Il en résulte que I ‘ULM ne pouvait voler au regard des exigences règlementaires, celui-ci étant dépourvu de certificat de navigabilité ou de laissez-passer officiel, ici la carte d’identification accompagnée de l’accuse de réception, et que le vol a été entrepris en infraction avec la règlementation concernant les conditions de vol.
La clause de garantie invoquée par l’assureur doit donc recevoir application, cette clause n’étant ni trop générale, ni imprécise dès lors qu’elle reprend à l’identique 1es exigences de l’article R. 133-1 du code de l’aviation civile, et qu’elle n’exclut de garantie que les aéronefs en infraction avec la règlementation concernant les conditions de vol et les qualifications qui s’y trouvent attachées, soit, pour les ULM ceux qui ne disposent pas d’une carte d’identification et d’un accuse de réception émis depuis moins de 24 mois par l’administration à réception de la déclaration du postulant indiquant que son ULM est apte au vol. Les parties font d’ailleurs la même lecture de la règlementation applicable.
Dans ces conditions et en application des conditions générales du contrat d’assurance, la garantie n’est pas acquise et il convient de débouter M. X de sa demande en paiement de l’indemnité d’assurance. De même, en l’absence de faute et de lien de causalité avec la perte d’exploitation subie par M. X, il convient de rejeter les demandes en paiement de dommages-intérêts dirigées contre la compagnie XL INSURANCE COMPANY SE.

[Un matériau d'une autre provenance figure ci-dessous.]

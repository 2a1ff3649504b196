use bitvec::array::BitArray;
use bitvec::order::Lsb0;
use serde::{Deserialize, Serialize};
use spark_media::RGB;
use std::fmt::{Display, Formatter};
use std::str::FromStr;

/// Named color categories a line may be painted in.
#[derive(Debug, Clone, Copy, PartialEq, Eq, Hash, Serialize, Deserialize)]
#[serde(rename_all = "lowercase")]
pub enum ColorCategory {
    White,
    Black,
    Red,
    Green,
    Yellow,
    Blue,
}

impl ColorCategory {
    pub const ALL: [ColorCategory; 6] = [
        ColorCategory::White,
        ColorCategory::Black,
        ColorCategory::Red,
        ColorCategory::Green,
        ColorCategory::Yellow,
        ColorCategory::Blue,
    ];

    pub fn name(&self) -> &'static str {
        match self {
            ColorCategory::White => "white",
            ColorCategory::Black => "black",
            ColorCategory::Red => "red",
            ColorCategory::Green => "green",
            ColorCategory::Yellow => "yellow",
            ColorCategory::Blue => "blue",
        }
    }

    /// Fixed channel-threshold rule of the category.
    #[inline]
    pub fn matches(&self, RGB(r, g, b): RGB) -> bool {
        match self {
            ColorCategory::White => r > 200 && g > 200 && b > 200,
            ColorCategory::Black => r < 50 && g < 50 && b < 50,
            ColorCategory::Red => r > 150 && g < 100 && b < 100,
            ColorCategory::Green => r < 100 && g > 150 && b < 100,
            ColorCategory::Yellow => r > 200 && g > 200 && b < 100,
            ColorCategory::Blue => r < 100 && g < 100 && b > 150,
        }
    }

    fn index(self) -> usize {
        self as usize
    }
}

impl Display for ColorCategory {
    fn fmt(&self, f: &mut Formatter<'_>) -> std::fmt::Result {
        write!(f, "{}", self.name())
    }
}

impl FromStr for ColorCategory {
    type Err = anyhow::Error;

    fn from_str(s: &str) -> Result<Self, Self::Err> {
        let wanted = s.trim().to_ascii_lowercase();
        ColorCategory::ALL
            .into_iter()
            .find(|category| category.name() == wanted)
            .ok_or_else(|| anyhow::anyhow!("Unknown color category: {}", s))
    }
}

/// The user-selected set of "line-like" colors, kept in category order.
#[derive(Debug, Clone, Copy, PartialEq, Eq, Default, Serialize, Deserialize)]
#[serde(from = "Vec<ColorCategory>", into = "Vec<ColorCategory>")]
pub struct ColorReferenceSet(BitArray<[u8; 1], Lsb0>);

impl ColorReferenceSet {
    pub fn empty() -> Self {
        ColorReferenceSet(BitArray::ZERO)
    }

    pub fn insert(&mut self, category: ColorCategory) {
        self.0.set(category.index(), true);
    }

    pub fn remove(&mut self, category: ColorCategory) {
        self.0.set(category.index(), false);
    }

    pub fn contains(&self, category: ColorCategory) -> bool {
        self.0[category.index()]
    }

    pub fn is_empty(&self) -> bool {
        self.0.not_any()
    }

    pub fn len(&self) -> usize {
        self.0.count_ones()
    }

    pub fn iter(&self) -> impl Iterator<Item = ColorCategory> + '_ {
        self.0
            .iter_ones()
            .filter_map(|index| ColorCategory::ALL.get(index).copied())
    }

    /// True iff the pixel matches any selected category. An empty set matches nothing.
    #[inline]
    pub fn classify(&self, pixel: RGB) -> bool {
        self.iter().any(|category| category.matches(pixel))
    }
}

impl FromIterator<ColorCategory> for ColorReferenceSet {
    fn from_iter<T: IntoIterator<Item = ColorCategory>>(iter: T) -> Self {
        let mut set = ColorReferenceSet::empty();
        for category in iter {
            set.insert(category);
        }
        set
    }
}

impl From<Vec<ColorCategory>> for ColorReferenceSet {
    fn from(value: Vec<ColorCategory>) -> Self {
        value.into_iter().collect()
    }
}

impl From<ColorReferenceSet> for Vec<ColorCategory> {
    fn from(value: ColorReferenceSet) -> Self {
        value.iter().collect()
    }
}

impl Display for ColorReferenceSet {
    fn fmt(&self, f: &mut Formatter<'_>) -> std::fmt::Result {
        let names = self.iter().map(|c| c.name()).collect::<Vec<_>>();
        write!(f, "{}", names.join(", "))
    }
}

/// Free-function form of [`ColorReferenceSet::classify`].
pub fn classify(pixel: RGB, reference: &ColorReferenceSet) -> bool {
    reference.classify(pixel)
}

#[cfg(test)]
mod tests {
    use super::*;

    #[test]
    fn white_matches_iff_all_channels_above_200() {
        let set: ColorReferenceSet = [ColorCategory::White].into_iter().collect();
        for r in (0..=255u16).step_by(15) {
            for g in [0u8, 150, 200, 201, 255] {
                for b in [0u8, 200, 201, 255] {
                    let pixel = RGB(r as u8, g, b);
                    assert_eq!(classify(pixel, &set), r > 200 && g > 200 && b > 200, "{}", pixel);
                }
            }
        }
    }

    #[test]
    fn each_category_rule() {
        assert!(ColorCategory::Black.matches(RGB(49, 49, 49)));
        assert!(!ColorCategory::Black.matches(RGB(50, 0, 0)));
        assert!(ColorCategory::Red.matches(RGB(151, 99, 99)));
        assert!(!ColorCategory::Red.matches(RGB(150, 0, 0)));
        assert!(ColorCategory::Green.matches(RGB(99, 151, 99)));
        assert!(ColorCategory::Yellow.matches(RGB(201, 201, 99)));
        assert!(!ColorCategory::Yellow.matches(RGB(201, 201, 100)));
        assert!(ColorCategory::Blue.matches(RGB(99, 99, 151)));
    }

    #[test]
    fn empty_set_matches_nothing() {
        let set = ColorReferenceSet::empty();
        assert!(set.is_empty());
        assert!(!set.classify(RGB(255, 255, 255)));
        assert!(!set.classify(RGB(0, 0, 0)));
    }

    #[test]
    fn set_keeps_category_order_and_round_trips_names() -> anyhow::Result<()> {
        let set: ColorReferenceSet = serde_json::from_str(r#"["blue", "white", "blue"]"#)?;
        assert_eq!(set.len(), 2);
        assert_eq!(set.iter().collect::<Vec<_>>(), vec![ColorCategory::White, ColorCategory::Blue]);
        assert_eq!(serde_json::to_string(&set)?, r#"["white","blue"]"#);
        assert_eq!("  Yellow ".parse::<ColorCategory>()?, ColorCategory::Yellow);
        assert!("purple".parse::<ColorCategory>().is_err());
        Ok(())
    }
}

Sur les autres dispositions du jugement
Succombant à la procédure, M. X sera condamne aux dépens.
D’autre part, il n’est pas équitable de mettre à la charge de M. Xune indemnité au titre de l’article 700 du Code de procédure civile. La compagnie XL INSURANCE COMPANY SE sera donc déboutée de cette demande.
Par ailleurs, rien ne justifie d’écarter l’ exécution provisoire de droit prévue par l’article 514 du Code de procédure civile.
PAR CES MOTIFS
Le Tribunal,
Après en avoir délibéré, statuant publiquement par décision mise à disposition au Greffe, contradictoire et en premier ressort,
DIT que les conditions générales intitulées contrat d’assurance aéronef du 17 mai 1989 sont opposables à M. X;
DIT que la garantie du contrat d’assurance n° XFR0059470AV14A/116 n’est pas acquise pour le sinistre du 16 mai 2017 ;
DEBOUTE M. X de sa demande en paiement de l’indemnité d’ assurance et de sa demande en paiement de dommages-intérêts pour la perte d’exploitation;
DEBOUTE la compagnie XL INSURANCE COMPANY SE de sa demande au titre de l‘article 700 du Code de procédure civile ;
DIT que M. X sera condamné aux dépens
DIT n’y avoir lieu à écarter l’exécution provisoire de droit de la présente décision.